Through its assessments, the NAEP program has amassed vast amounts of high-quality data on what students know and can do. (Around half a million students take the 4th and 8th grade reading and math assessments every other year; tests in other grades and subjects occur less frequently.) NAEP data are particularly valuable for AI training purposes since NAEP assessments are all nationally representative (ensuring that data don’t reflect only a limited segment of the population). Further, the data are “labeled,” meaning the assessments have already been scored by experienced human graders and often include detailed information about the concept being tested. During the last five years, well over $700 million in federal revenue from American taxpayers has been spent (more than $100 million on question development alone) to create this treasure trove of data. It includes hundreds of thousands of student essays, math exercises, and answers to civics tests. This large data set can help researchers, policymakers, parents, and teachers improve student learning and performance using the power of AI.
But this is not happening at the pace it should. Getting access to data for research purposes through NCES is currently far too difficult. Cumbersome application procedures, bureaucratic hurdles, and slow processes plague researchers and organizations alike. For example, one team of highly qualified researchers from Vanderbilt University sought access to three NAEP math datasets for almost a year, facing frustrating administrative inefficiencies like lost paperwork and a refusal to accept e-signatures that required the team to mail documents to multiple people before their application for the data could even be submitted.
These issues are due to legacy security policies meant to protect paper records and data stored on compact discs (remember those?). This is not the world we live in today.
Many government agencies, IES included, now provide secure, remote access to confidential datasets. The Administrative Data Research Facility (ADRF) created by the Coleridge Initiative is a secure research platform that eases access to sensitive confidential microdata. It provides a model of how data can be protected while facilitating access to contemporary cloud infrastructure for improved collaboration, access to shared computing resources, and other benefits. This virtual enclave now allows safe access to NAEP and other student data from IES. State education and workforce agencies, post-secondary institutions, and non-profits also make use of this facility.
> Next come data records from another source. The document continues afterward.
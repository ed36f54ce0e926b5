//! Terminal blockfall runner.
//!
//! Single-threaded cooperative loop: render, poll input with a timeout until
//! the next frame, then advance the game clock by the measured elapsed time.

use std::time::{Duration, Instant};

use anyhow::Result;
use crossterm::event::{self, Event, KeyEventKind};

use blockfall::app::App;
use blockfall::core::GameState;
use blockfall::leaderboard::Leaderboard;
use blockfall::term::{GameView, TerminalRenderer, Viewport};
use blockfall::types::TICK_MS;

fn main() -> Result<()> {
    let mut term = TerminalRenderer::new();
    term.enter()?;

    let result = run(&mut term);

    // Always try to restore terminal state.
    let _ = term.exit();
    result
}

fn run(term: &mut TerminalRenderer) -> Result<()> {
    let seed = std::time::SystemTime::now()
        .duration_since(std::time::UNIX_EPOCH)
        .map(|d| d.subsec_nanos())
        .unwrap_or(1);

    let game = GameState::new(seed);
    let leaderboard = Leaderboard::open_default();
    let mut app = App::new(game, leaderboard);

    let view = GameView::default();
    let frame_duration = Duration::from_millis(TICK_MS as u64);
    let mut last_frame = Instant::now();

    loop {
        // Render.
        let (w, h) = crossterm::terminal::size().unwrap_or((80, 24));
        let mut fb = view.render(&app, Viewport::new(w, h));
        term.draw(&mut fb)?;

        // Input with timeout until the next frame.
        let timeout = frame_duration
            .checked_sub(last_frame.elapsed())
            .unwrap_or_else(|| Duration::from_secs(0));

        if event::poll(timeout)? {
            match event::read()? {
                Event::Key(key) if key.kind == KeyEventKind::Press => {
                    if !app.handle_key(key) {
                        return Ok(());
                    }
                }
                Event::Resize(_, _) => {
                    term.invalidate();
                }
                _ => {}
            }
        }

        // Advance by measured wall time since the last frame.
        let elapsed = last_frame.elapsed();
        if elapsed >= frame_duration {
            last_frame = Instant::now();
            app.update(elapsed.as_millis() as u32);
        }
    }
}
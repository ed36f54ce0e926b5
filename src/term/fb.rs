//! Framebuffer and style types for terminal rendering.

/// 24-bit RGB color.
#[derive(Debug, Clone, Copy, PartialEq, Eq, Default)]
pub struct Rgb {
    pub r: u8,
    pub g: u8,
    pub b: u8,
}

impl Rgb {
    pub const fn new(r: u8, g: u8, b: u8) -> Self {
        Self { r, g, b }
    }
}

/// Minimal per-cell styling.
#[derive(Debug, Clone, Copy, PartialEq, Eq)]
pub struct Style {
    pub fg: Rgb,
    pub bg: Rgb,
    pub bold: bool,
}

impl Style {
    pub const fn new(fg: Rgb, bg: Rgb) -> Self {
        Self {
            fg,
            bg,
            bold: false,
        }
    }

    pub const fn bold(self) -> Self {
        Self { bold: true, ..self }
    }
}

impl Default for Style {
    fn default() -> Self {
        Self {
            fg: Rgb::new(220, 220, 220),
            bg: Rgb::new(0, 0, 0),
            bold: false,
        }
    }
}

/// A single terminal cell.
#[derive(Debug, Clone, Copy, PartialEq, Eq)]
pub struct Cell {
    pub ch: char,
    pub style: Style,
}

impl Default for Cell {
    fn default() -> Self {
        Self {
            ch: ' ',
            style: Style::default(),
        }
    }
}

/// 2D framebuffer of styled character cells.
#[derive(Debug, Clone, PartialEq, Eq)]
pub struct FrameBuffer {
    width: u16,
    height: u16,
    cells: Vec<Cell>,
}

impl FrameBuffer {
    pub fn new(width: u16, height: u16) -> Self {
        let len = (width as usize) * (height as usize);
        Self {
            width,
            height,
            cells: vec![Cell::default(); len],
        }
    }

    pub fn width(&self) -> u16 {
        self.width
    }

    pub fn height(&self) -> u16 {
        self.height
    }

    /// Resize, preserving the underlying allocation when possible.
    pub fn resize(&mut self, width: u16, height: u16) {
        if self.width == width && self.height == height {
            return;
        }
        self.width = width;
        self.height = height;
        let len = (width as usize) * (height as usize);
        self.cells.resize(len, Cell::default());
    }

    #[inline(always)]
    fn idx(&self, x: u16, y: u16) -> Option<usize> {
        if x >= self.width || y >= self.height {
            return None;
        }
        Some((y as usize) * (self.width as usize) + (x as usize))
    }

    pub fn get(&self, x: u16, y: u16) -> Option<Cell> {
        self.idx(x, y).map(|i| self.cells[i])
    }

    pub fn clear(&mut self) {
        self.cells.fill(Cell::default());
    }

    pub fn put_char(&mut self, x: u16, y: u16, ch: char, style: Style) {
        if let Some(i) = self.idx(x, y) {
            self.cells[i] = Cell { ch, style };
        }
    }

    pub fn put_str(&mut self, x: u16, y: u16, s: &str, style: Style) {
        let mut cx = x;
        for ch in s.chars() {
            if cx >= self.width {
                break;
            }
            self.put_char(cx, y, ch, style);
            cx += 1;
        }
    }

    pub fn fill_rect(&mut self, x: u16, y: u16, w: u16, h: u16, ch: char, style: Style) {
        for dy in 0..h {
            for dx in 0..w {
                self.put_char(x.saturating_add(dx), y.saturating_add(dy), ch, style);
            }
        }
    }
}

#[cfg(test)]
mod tests {
    use super::*;

    #[test]
    fn put_str_clips_at_right_edge() {
        let mut fb = FrameBuffer::new(4, 1);
        fb.put_str(2, 0, "abcd", Style::default());

        assert_eq!(fb.get(2, 0).unwrap().ch, 'a');
        assert_eq!(fb.get(3, 0).unwrap().ch, 'b');
        assert_eq!(fb.get(0, 0).unwrap().ch, ' ');
    }

    #[test]
    fn out_of_bounds_writes_are_dropped() {
        let mut fb = FrameBuffer::new(2, 2);
        fb.put_char(5, 5, 'x', Style::default());
        assert!(fb.get(5, 5).is_none());
    }

    #[test]
    fn resize_preserves_dimensions() {
        let mut fb = FrameBuffer::new(2, 2);
        fb.resize(3, 4);
        assert_eq!((fb.width(), fb.height()), (3, 4));
    }
}
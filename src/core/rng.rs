//! RNG module - uniform random piece selection
//!
//! Piece selection is naive uniform random: every spawn draws one of the 7
//! kinds independently, with no bag guarantees. A small seeded LCG keeps
//! games deterministic for tests and replays.

use crate::types::PieceKind;

/// Simple LCG (Linear Congruential Generator) RNG
/// Uses constants from Numerical Recipes
#[derive(Debug, Clone)]
pub struct SimpleRng {
    state: u32,
}

impl SimpleRng {
    /// Create a new RNG with the given seed
    pub fn new(seed: u32) -> Self {
        // Avoid 0 seed which would produce all zeros
        let state = if seed == 0 { 1 } else { seed };
        Self { state }
    }

    /// Generate next random u32
    pub fn next_u32(&mut self) -> u32 {
        self.state = self.state.wrapping_mul(1664525).wrapping_add(1013904223);
        self.state
    }

    /// Generate random value in range [0, max)
    pub fn next_range(&mut self, max: u32) -> u32 {
        self.next_u32() % max
    }

    /// Get the current RNG state (for restarting a game with same sequence)
    pub fn state(&self) -> u32 {
        self.state
    }
}

/// Uniform random piece source.
#[derive(Debug, Clone)]
pub struct PieceSource {
    rng: SimpleRng,
}

impl PieceSource {
    pub fn new(seed: u32) -> Self {
        Self {
            rng: SimpleRng::new(seed),
        }
    }

    /// Draw the next piece kind, each of the 7 equally likely.
    pub fn draw(&mut self) -> PieceKind {
        let idx = self.rng.next_range(PieceKind::ALL.len() as u32) as usize;
        PieceKind::ALL[idx]
    }

    pub fn seed(&self) -> u32 {
        self.rng.state()
    }
}

impl Default for PieceSource {
    fn default() -> Self {
        Self::new(1)
    }
}
//! Scoring module - line-clear scoring, leveling, and gravity speed
//!
//! A flat per-clear bonus, not the classic multi-line tables: every cleared
//! row is worth `100 * level`, the level is
//! derived from total lines cleared (1-based), and the gravity interval
//! shrinks 100ms per level down to a 100ms floor.

use crate::types::{
    BASE_DROP_MS, DROP_INTERVAL_MIN_MS, DROP_MS_PER_LEVEL, HARD_DROP_SCORE_PER_ROW,
    LINES_PER_LEVEL, LINE_SCORE_BASE,
};

/// Points for clearing `cleared` rows at the given level.
///
/// The level in effect before the clear is the one that scales the bonus.
pub fn line_clear_score(cleared: usize, level: u32) -> u32 {
    (cleared as u32) * LINE_SCORE_BASE * level
}

/// Level for a total line count: starts at 1, +1 every 10 lines.
pub fn level_for_lines(total_lines: u32) -> u32 {
    total_lines / LINES_PER_LEVEL + 1
}

/// Gravity interval for a level, clamped at the minimum floor.
pub fn drop_interval_ms(level: u32) -> u32 {
    let step = level.saturating_sub(1).saturating_mul(DROP_MS_PER_LEVEL);
    BASE_DROP_MS.saturating_sub(step).max(DROP_INTERVAL_MIN_MS)
}

/// Points for an instantaneous drop of `rows` rows.
pub fn hard_drop_score(rows: u32) -> u32 {
    rows * HARD_DROP_SCORE_PER_ROW
}

#[cfg(test)]
mod tests {
    use super::*;

    #[test]
    fn test_line_clear_score_scales_with_level() {
        assert_eq!(line_clear_score(1, 1), 100);
        assert_eq!(line_clear_score(2, 1), 200);
        assert_eq!(line_clear_score(2, 3), 600);
        assert_eq!(line_clear_score(4, 2), 800);
        assert_eq!(line_clear_score(0, 5), 0);
    }

    #[test]
    fn test_level_progression() {
        assert_eq!(level_for_lines(0), 1);
        assert_eq!(level_for_lines(9), 1);
        assert_eq!(level_for_lines(10), 2);
        assert_eq!(level_for_lines(23), 3);
        assert_eq!(level_for_lines(100), 11);
    }

    #[test]
    fn test_drop_interval_floor() {
        assert_eq!(drop_interval_ms(1), 1000);
        assert_eq!(drop_interval_ms(2), 900);
        assert_eq!(drop_interval_ms(9), 200);
        assert_eq!(drop_interval_ms(10), 100);
        assert_eq!(drop_interval_ms(11), 100);
        assert_eq!(drop_interval_ms(1000), 100);
    }

    #[test]
    fn test_hard_drop_score() {
        assert_eq!(hard_drop_score(0), 0);
        assert_eq!(hard_drop_score(1), 2);
        assert_eq!(hard_drop_score(18), 36);
    }
}
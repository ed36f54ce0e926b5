//! Key mapping from terminal events to game actions.
//!
//! Independent of any UI framework: maps `crossterm` key events into
//! [`crate::types::GameAction`]. Name entry on the game-over screen is
//! handled separately by the app, which consumes raw characters.

use crossterm::event::{KeyCode, KeyEvent, KeyModifiers};

use crate::types::GameAction;

/// Map keyboard input to game actions.
pub fn handle_key_event(key: KeyEvent) -> Option<GameAction> {
    match key.code {
        // Movement
        KeyCode::Left | KeyCode::Char('a') | KeyCode::Char('A') => Some(GameAction::MoveLeft),
        KeyCode::Right | KeyCode::Char('d') | KeyCode::Char('D') => Some(GameAction::MoveRight),
        KeyCode::Down | KeyCode::Char('s') | KeyCode::Char('S') => Some(GameAction::SoftDrop),

        // Rotation
        KeyCode::Up | KeyCode::Char('w') | KeyCode::Char('W') => Some(GameAction::Rotate),

        // Actions
        KeyCode::Char(' ') => Some(GameAction::HardDrop),
        KeyCode::Char('p') | KeyCode::Char('P') => Some(GameAction::Pause),
        KeyCode::Enter => Some(GameAction::Start),
        KeyCode::Char('r') | KeyCode::Char('R') => Some(GameAction::Reset),

        _ => None,
    }
}

/// Check if key should quit the game.
pub fn should_quit(key: KeyEvent) -> bool {
    matches!(key.code, KeyCode::Char('q') | KeyCode::Char('Q'))
        || (key.code == KeyCode::Char('c') && key.modifiers.contains(KeyModifiers::CONTROL))
}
Despite this innovation, there is a bottleneck in getting remote access to IES data. Applicants must fill out antiquated forms that refer to “anti-virus software,” locked file cabinets, Internet-disconnected computers, and other items that were clearly created in a very different era of data storage and research. It’s time to remove these archaic barriers and get NCES and NAEP data out faster to facilitate AI development for educational purposes.
The first task is a concerted effort to modernize the current secure-data application process, making it easier for researchers and developers to obtain the data they need for their projects. A new proposal request system is needed to process online applications instead of relying on paper submission through the mail. Digital submissions would support more automated reviews, finding and fixing low-level errors like a missing signature. This would in turn allow the trained and highly paid staff who review applications to focus on more substantive issues. Furthermore, it would accommodate the prevalence of remote work and multi-institutional collaborations by enabling e-signatures and collaboration in an online rather than physical space.
In the long term, increasing access will also mean widening the lens on permissible uses of NCES data. NCES appropriately focuses on high-quality data products that support statistical uses of student data, avoiding enforcement, surveillance, or marketing uses. More broadly, IES and its centers primarily work with universities and non-profit organizations. However, many organizations in the private sector, especially tech firms, are interested in using the data for AI-related purposes. Our current system rarely allows for this, in part due to privacy concerns about student data, but equally prohibitive is a bureaucratic culture that looks askance at commercial enterprises. Yet statistical uses can align with training and analytic uses, and there are many privacy-enhancing technologies in development and deployment in other agencies from which IES and NCES can learn.
Clearly, these changes must be consistent with the Family Educational Rights and Privacy Act (FERPA), which governs access to education data. And, just as clearly, IES and NCES must protect the privacy of student data within that law. But none of these proposed updates to the process for accessing data affect the protections in place in existing (archaic) systems. More broadly, FERPA has all too often acted as a brake on needed changes to ways in which valuable data can be used. IES must lead an effort to better balance the concern for protecting student privacy against the reality that the nation also needs breakthroughs that only access to bias-free and representative data of the sort generated by NAEP can provide.
Mark Schneider was the Director of the Institute for Education Science from 2018 through March 2024.